John Powell (September 6, 1882 – August 15, 1963) was an American pianist, ethnomusicologist and composer. He helped found the White Top Folk Festival, which promoted music of the people in the Appalachian Mountains.

A firm believer in segregation and white supremacy, Powell also helped found the Anglo-Saxon Clubs of America, which soon had numerous posts in Virginia. He contributed to the drafting and passage of the Racial Integrity Act of 1924, which institutionalized the one-drop rule by classifying as black (colored) anyone with African ancestry.

Powell was born and grew up in Richmond, Virginia. He graduated from the University of Virginia in 1901, and studied piano with Theodor Leschetizky and composition in Vienna with composer Karel Navrátil. He made his debut as a concert pianist in 1908 in Berlin.

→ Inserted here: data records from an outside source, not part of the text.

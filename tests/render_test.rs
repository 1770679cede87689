use greenhouse::tpl::path;
use greenhouse::{
    Frame, Greenhouse, GreenhouseOptions, Hook, HookCall, IncludeSet, MemoryLoader, Next, Outcome,
    TemplateError, Value, async_trait, to_value,
};
use serde::Serialize;
use std::sync::Arc;
use std::sync::atomic::{AtomicUsize, Ordering};

const TEMPLATES: &str = "tests/resources/templates";

fn engine() -> Greenhouse {
    let options = GreenhouseOptions::new().base_dir(TEMPLATES);
    Greenhouse::new(&options).expect("engine")
}

async fn html(engine: &Greenhouse, template: &str, data: &mut Value) -> String {
    match engine.render(template, data).await {
        Ok(Outcome::Html(html)) => html,
        other => panic!("Expected html, got {:?}", other),
    }
}

#[derive(Serialize)]
struct Page {
    title: String,
    body: String,
}

#[tokio::test]
async fn test_layout_with_nested_include() {
    let page = Page {
        title: "Tom & Jerry".to_string(),
        body: "<p>hi</p>".to_string(),
    };
    let mut data = to_value(&page).unwrap();
    let out = engine()
        .render_file(&format!("{}/layout.html", TEMPLATES), &mut data)
        .await
        .unwrap();
    assert_eq!(
        out,
        Outcome::Html("<html><h1>Tom &amp; Jerry</h1><body><p>hi</p></body></html>\n".into())
    );
}

#[tokio::test]
async fn test_mutual_includes_terminate() {
    let engine = engine();
    let mut data = Value::map();
    assert_eq!(html(&engine, "{{include a.html}}", &mut data).await, "A(B())");

    let out = engine
        .render_file(&format!("{}/a.html", TEMPLATES), &mut Value::map())
        .await
        .unwrap();
    assert_eq!(out, Outcome::Html("A(B())".into()));
}

#[tokio::test]
async fn test_include_expanded_once_per_render() {
    let mut data = Value::map();
    data.insert("items", vec!["x", "y"]);
    let out = html(&engine(), "{{include list.html}}", &mut data).await;
    assert_eq!(out, "<li>x</li>");
}

#[tokio::test]
async fn test_include_soft_failures() {
    let engine = engine();
    let mut data = Value::map();
    let out = html(
        &engine,
        "[{{include ../Cargo.toml}}][{{include missing.html}}][{{include partials/../a.html}}]",
        &mut data,
    )
    .await;
    assert_eq!(out, "[][][]");
}

#[tokio::test]
async fn test_include_raw_and_interpolated_path() {
    let engine = engine();
    let mut data = Value::map();
    data.insert("part", "header");
    data.insert("title", "T");
    let out = html(
        &engine,
        "{{#include raw.txt}}|{{include partials/$(part).html}}",
        &mut data,
    )
    .await;
    assert_eq!(out, "raw {{ not evaluated }}|<h1>T</h1>");
}

#[tokio::test]
async fn test_preseeded_visited_set() {
    let engine = engine();
    let mut visited = IncludeSet::new();
    visited.insert(format!("{}/a.html", TEMPLATES));
    let out = engine
        .render_with_visited("x{{include a.html}}y", &mut Value::map(), &mut visited)
        .await
        .unwrap();
    assert_eq!(out, Outcome::Html("xy".into()));
}

#[tokio::test]
async fn test_compile_error_in_include_aborts() {
    let err = engine()
        .render("before {{include broken.html}} after", &mut Value::map())
        .await
        .unwrap_err();
    let errors = err.compile_errors();
    assert_eq!(errors.len(), 1);
    assert_eq!(errors[0].message, "`if` is never closed");
}

struct Count(Arc<AtomicUsize>);

#[async_trait]
impl Hook for Count {
    async fn call(&self, _frame: &mut Frame<'_>, _call: &HookCall) -> Result<Next, TemplateError> {
        let n = self.0.fetch_add(1, Ordering::SeqCst) + 1;
        Ok(Next::emit(n.to_string()))
    }
}

struct Fail;

#[async_trait]
impl Hook for Fail {
    async fn call(&self, _frame: &mut Frame<'_>, call: &HookCall) -> Result<Next, TemplateError> {
        Err(TemplateError::Hook(format!("fetch {} failed", call.expr)))
    }
}

#[tokio::test]
async fn test_hook_error_stops_siblings() {
    let calls = Arc::new(AtomicUsize::new(0));
    let mut engine = Greenhouse::with_loader(MemoryLoader::new());
    engine
        .register_hook("count", Count(calls.clone()))
        .register_hook("fail", Fail);

    let ok = engine.render("{{count}}-{{count}}", &mut Value::map()).await.unwrap();
    assert_eq!(ok, Outcome::Html("1-2".into()));

    calls.store(0, Ordering::SeqCst);
    let mut data = Value::map();
    data.insert("id", 9);
    let err = engine
        .render(
            "{{count}}{{each list as x}}{{/each}}{{fail /items/:id}}{{count}}{{set after 1}}",
            &mut data,
        )
        .await
        .unwrap_err();
    assert_eq!(err.to_string(), "Hook error: fetch /items/9 failed");
    assert_eq!(calls.load(Ordering::SeqCst), 1);
    assert_eq!(data.get("after"), None);
}

/// 读取数据并以 JSON 结束渲染
struct JsonOut;

#[async_trait]
impl Hook for JsonOut {
    async fn call(&self, frame: &mut Frame<'_>, call: &HookCall) -> Result<Next, TemplateError> {
        let value = frame.lookup(&call.expr).cloned().unwrap_or_default();
        Ok(Next::Terminate(Outcome::Json(value)))
    }
}

/// 把查询结果写入数据，供后续标签使用
struct Fetch;

#[async_trait]
impl Hook for Fetch {
    async fn call(&self, frame: &mut Frame<'_>, call: &HookCall) -> Result<Next, TemplateError> {
        tokio::task::yield_now().await;
        let mut parts = call.expr.split_whitespace();
        let (Some(name), Some(url)) = (parts.next(), parts.next()) else {
            return Err(TemplateError::Hook("usage: fetch <name> <url>".into()));
        };
        frame.assign(name, vec![format!("{}#1", url), format!("{}#2", url)]);
        Ok(Next::proceed())
    }
}

#[tokio::test]
async fn test_data_hook_feeds_later_blocks() {
    let mut engine = Greenhouse::with_loader(MemoryLoader::new());
    engine.register_hook("fetch", Fetch).register_hook("json", JsonOut);

    let mut data = Value::map();
    data.insert("kind", "posts");
    let out = engine
        .render(
            "{{fetch rows /api/:kind}}{{each rows as row, n}}{{n}}={{row}} {{/each}}",
            &mut data,
        )
        .await
        .unwrap();
    assert_eq!(
        out,
        Outcome::Html("0=&#x2F;api&#x2F;posts#1 1=&#x2F;api&#x2F;posts#2 ".into())
    );

    let out = engine
        .render("ignored {{fetch rows /x}}{{json rows}} ignored", &mut Value::map())
        .await
        .unwrap();
    let Outcome::Json(value) = out else {
        panic!("Expected json");
    };
    assert_eq!(serde_json::to_string(&value).unwrap(), r#"["/x#1","/x#2"]"#);
}

#[tokio::test]
async fn test_concurrent_renders_are_independent() {
    let engine = Arc::new(engine());
    let tpl = "{{set n :seed}}{{each items as it}}{{it}}{{n}}{{/each}}";

    let mut tasks = Vec::new();
    for seed in 0..4 {
        let engine = engine.clone();
        tasks.push(tokio::spawn(async move {
            let mut data = Value::map();
            data.insert("seed", seed);
            data.insert("items", vec!["a", "b"]);
            engine.render(tpl, &mut data).await.unwrap()
        }));
    }
    for (seed, task) in tasks.into_iter().enumerate() {
        let out = task.await.unwrap();
        assert_eq!(out, Outcome::Html(format!("a{seed}b{seed}")));
    }
}

#[tokio::test]
async fn test_quoted_path_segments() {
    let mut data = Value::map();
    path::write(r#"files."a.txt".size"#, Value::I64(12), &mut data);
    let out = html(
        &engine(),
        r#"{{files."a.txt".size}}{{if files."a.txt".size gt 10}} big{{/if}}"#,
        &mut data,
    )
    .await;
    assert_eq!(out, "12 big");
}

#[tokio::test]
async fn test_escaped_delimiter_kept_literally() {
    let mut data = Value::map();
    data.insert("x", 1);
    let out = html(&engine(), r"\{{x\}} {{x}}", &mut data).await;
    assert_eq!(out, r"\{{x\}} 1");
}
//! 点路径读写：`a.b.c`，双引号内的 `.` 不作分隔（`a."b.c".d`）

use crate::value::Value;

/// 拆分点路径。引号会被去掉；若引号未闭合，则从该引号起按普通 `.` 切分，且保留引号本身
pub(crate) fn split_path(path: &str) -> Vec<String> {
    let mut segments = Vec::new();
    let mut current = String::new();
    let mut in_quote = false;
    // 当前未闭合引号在 path 中的位置，以及开始该段之前已收集的段数
    let mut quote_at: Option<(usize, usize)> = None;

    for (i, c) in path.char_indices() {
        match c {
            '"' => {
                in_quote = !in_quote;
                quote_at = if in_quote {
                    Some((i, segments.len()))
                } else {
                    None
                };
            }
            '.' if !in_quote => segments.push(std::mem::take(&mut current)),
            _ => current.push(c),
        }
    }

    if let Some((at, kept)) = quote_at {
        segments.truncate(kept);
        let head_start = path[..at].rfind('.').map_or(0, |dot| dot + 1);
        segments.extend(path[head_start..].split('.').map(str::to_string));
        return segments;
    }

    segments.push(current);
    segments
}

/// 读取路径上的值；任一中间值为假（不止是缺失）即返回 `None`
pub fn read<'a>(path: &str, root: &'a Value) -> Option<&'a Value> {
    let mut current = root;
    for segment in split_path(path) {
        if !current.is_truthy() {
            return None;
        }
        current = child(current, &segment)?;
    }
    Some(current)
}

/// 写入路径上的值；中间节点不是对象（或列表）时会被替换为空对象
pub fn write(path: &str, value: Value, root: &mut Value) {
    let segments = split_path(path);
    let Some((last, parents)) = segments.split_last() else {
        return;
    };

    let mut current = root;
    for segment in parents {
        let next = child_mut(current, segment);
        if !matches!(next, Value::Map(_) | Value::List(_)) {
            *next = Value::map();
        }
        current = next;
    }
    *child_mut(current, last) = value;
}

fn child<'a>(value: &'a Value, segment: &str) -> Option<&'a Value> {
    match value {
        Value::Map(m) => m.get(segment),
        Value::List(items) => segment.parse::<usize>().ok().and_then(|i| items.get(i)),
        _ => None,
    }
}

fn child_mut<'a>(value: &'a mut Value, segment: &str) -> &'a mut Value {
    let index = match &*value {
        Value::List(items) => segment.parse::<usize>().ok().filter(|i| *i < items.len()),
        _ => None,
    };
    match (value, index) {
        (Value::List(items), Some(i)) => &mut items[i],
        (value, _) => {
            if !matches!(value, Value::Map(_)) {
                *value = Value::map();
            }
            let Value::Map(m) = value else {
                unreachable!("value was just replaced with a map");
            };
            m.entry(segment.to_string()).or_insert(Value::Null)
        }
    }
}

Powell became a world-renowned composer. He had a racialist approach to music, which he expressed in his writings. He was interested in Appalachian folk music and championed its performance and preservation. He was one of the founders of the White Top Folk Festival, held in Grayson County, Virginia annually from 1931-1939.

Powell's ideology—and musicology—were strongly racialist and anti-black, a topic which served as the subject for many of his essays. In the fall of 1922 together with Earnest Sevier Cox (a self-proclaimed ethnologist and explorer) and Dr. Walter Plecker, Powell founded the Anglo-Saxon Clubs of America in Richmond, Virginia. They worked closely with Walter Ashby Plecker to promote state legislation to classify people simply as "white" or "negro", and to end "amalgamation" of the races by intermarriage. The activities of the club split the elite in Virginia, which had tried to take pride in its "genteel paternalism" in controlling racial relations. The clubs attracted more racists.